• INSTRUCTIONS TO FOLLOW:
Sift the material for lines containing "static", and return them.

• SUPPLIED MATERIAL:
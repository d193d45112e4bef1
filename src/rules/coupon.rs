//! Coupon evaluation
//!
//! Pure checks and discount arithmetic for coupons. Nothing here touches the
//! database; callers load the coupon, count the user's prior redemptions and
//! pass in the current time, so the verdict for a given input never changes.

use chrono::{DateTime, Utc};
use rust_decimal::{Decimal, RoundingStrategy};
use serde::{Deserialize, Serialize};
use utoipa::ToSchema;

use crate::entities::{CouponScope, CouponType, coupon_entity as coupons};

/// Purchase being priced against a coupon
#[derive(Debug, Clone, PartialEq)]
pub struct PurchaseContext {
    pub purchase_amount: Decimal,
    pub course_id: i64,
    /// Category of the purchased course, needed for category-scoped coupons
    pub category_id: Option<i64>,
    pub user_id: i64,
    pub prior_redemptions_by_user: i64,
}

/// Why a coupon cannot be used. Checked in declaration order.
#[derive(Debug, Clone, Copy, PartialEq, Eq, Serialize, Deserialize, ToSchema)]
#[serde(rename_all = "SCREAMING_SNAKE_CASE")]
pub enum CouponRejection {
    Inactive,
    NotStarted,
    Expired,
    Exhausted,
    PerUserLimitReached,
    BelowMinPurchase,
    ScopeMismatch,
}

impl CouponRejection {
    pub fn code(&self) -> &'static str {
        match self {
            CouponRejection::Inactive => "INACTIVE",
            CouponRejection::NotStarted => "NOT_STARTED",
            CouponRejection::Expired => "EXPIRED",
            CouponRejection::Exhausted => "EXHAUSTED",
            CouponRejection::PerUserLimitReached => "PER_USER_LIMIT_REACHED",
            CouponRejection::BelowMinPurchase => "BELOW_MIN_PURCHASE",
            CouponRejection::ScopeMismatch => "SCOPE_MISMATCH",
        }
    }

    /// Message shown to the member at checkout
    pub fn user_message(&self) -> &'static str {
        match self {
            CouponRejection::Inactive => "This coupon is no longer active.",
            CouponRejection::NotStarted => "This coupon is not valid yet.",
            CouponRejection::Expired => "This coupon has expired.",
            CouponRejection::Exhausted => "This coupon has been fully redeemed.",
            CouponRejection::PerUserLimitReached => {
                "You have already used this coupon the maximum number of times."
            }
            CouponRejection::BelowMinPurchase => {
                "The purchase amount is below the minimum required for this coupon."
            }
            CouponRejection::ScopeMismatch => "This coupon does not apply to this course.",
        }
    }
}

impl std::fmt::Display for CouponRejection {
    fn fmt(&self, f: &mut std::fmt::Formatter<'_>) -> std::fmt::Result {
        f.write_str(self.code())
    }
}

#[derive(Debug, Clone, Copy, PartialEq, Eq, Serialize, ToSchema)]
pub struct CouponVerdict {
    pub valid: bool,
    #[serde(skip_serializing_if = "Option::is_none")]
    pub reason: Option<CouponRejection>,
}

impl CouponVerdict {
    pub fn accepted() -> Self {
        Self {
            valid: true,
            reason: None,
        }
    }

    pub fn rejected(reason: CouponRejection) -> Self {
        Self {
            valid: false,
            reason: Some(reason),
        }
    }

    pub fn into_result(self) -> Result<(), CouponRejection> {
        match self.reason {
            None => Ok(()),
            Some(reason) => Err(reason),
        }
    }
}

/// Validate a coupon for a purchase at `now`. The first failing check wins.
pub fn validate(
    coupon: &coupons::Model,
    ctx: &PurchaseContext,
    now: DateTime<Utc>,
) -> CouponVerdict {
    match first_rejection(coupon, ctx, now) {
        Some(reason) => CouponVerdict::rejected(reason),
        None => CouponVerdict::accepted(),
    }
}

fn first_rejection(
    coupon: &coupons::Model,
    ctx: &PurchaseContext,
    now: DateTime<Utc>,
) -> Option<CouponRejection> {
    if !coupon.is_active {
        return Some(CouponRejection::Inactive);
    }
    if !coupon.has_started(now) {
        return Some(CouponRejection::NotStarted);
    }
    if coupon.has_expired(now) {
        return Some(CouponRejection::Expired);
    }
    if coupon.is_exhausted() {
        return Some(CouponRejection::Exhausted);
    }
    if ctx.prior_redemptions_by_user >= i64::from(coupon.per_user_limit) {
        return Some(CouponRejection::PerUserLimitReached);
    }
    if ctx.purchase_amount < coupon.min_purchase {
        return Some(CouponRejection::BelowMinPurchase);
    }
    if !scope_matches(coupon, ctx) {
        return Some(CouponRejection::ScopeMismatch);
    }
    None
}

fn scope_matches(coupon: &coupons::Model, ctx: &PurchaseContext) -> bool {
    match coupon.scope() {
        None => true,
        Some((CouponScope::Course, entity_id)) => ctx.course_id == entity_id,
        Some((CouponScope::Category, entity_id)) => ctx.category_id == Some(entity_id),
    }
}

/// Discount for `purchase_amount`, rounded to cents and kept within
/// `[0, purchase_amount]`.
pub fn compute_discount(coupon: &coupons::Model, purchase_amount: Decimal) -> Decimal {
    if purchase_amount <= Decimal::ZERO {
        return Decimal::ZERO;
    }

    let raw = match coupon.coupon_type {
        CouponType::Percentage => {
            let discount = purchase_amount * coupon.value / Decimal::ONE_HUNDRED;
            match coupon.max_discount {
                Some(cap) => discount.min(cap),
                None => discount,
            }
        }
        CouponType::Fixed => coupon.value.min(purchase_amount),
    };

    round_money(raw).max(Decimal::ZERO).min(purchase_amount)
}

/// Amount left to pay after the discount, never negative
pub fn paid_amount(purchase_amount: Decimal, discount: Decimal) -> Decimal {
    (purchase_amount - discount).max(Decimal::ZERO)
}

pub fn round_money(amount: Decimal) -> Decimal {
    amount.round_dp_with_strategy(2, RoundingStrategy::MidpointAwayFromZero)
}

/// No fraction of a cent
pub fn is_whole_cents(amount: Decimal) -> bool {
    round_money(amount) == amount
}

• WRITTEN SOLUTION:
    pub fn code(&self) -> &'static str {
    pub fn user_message(&self) -> &'static str {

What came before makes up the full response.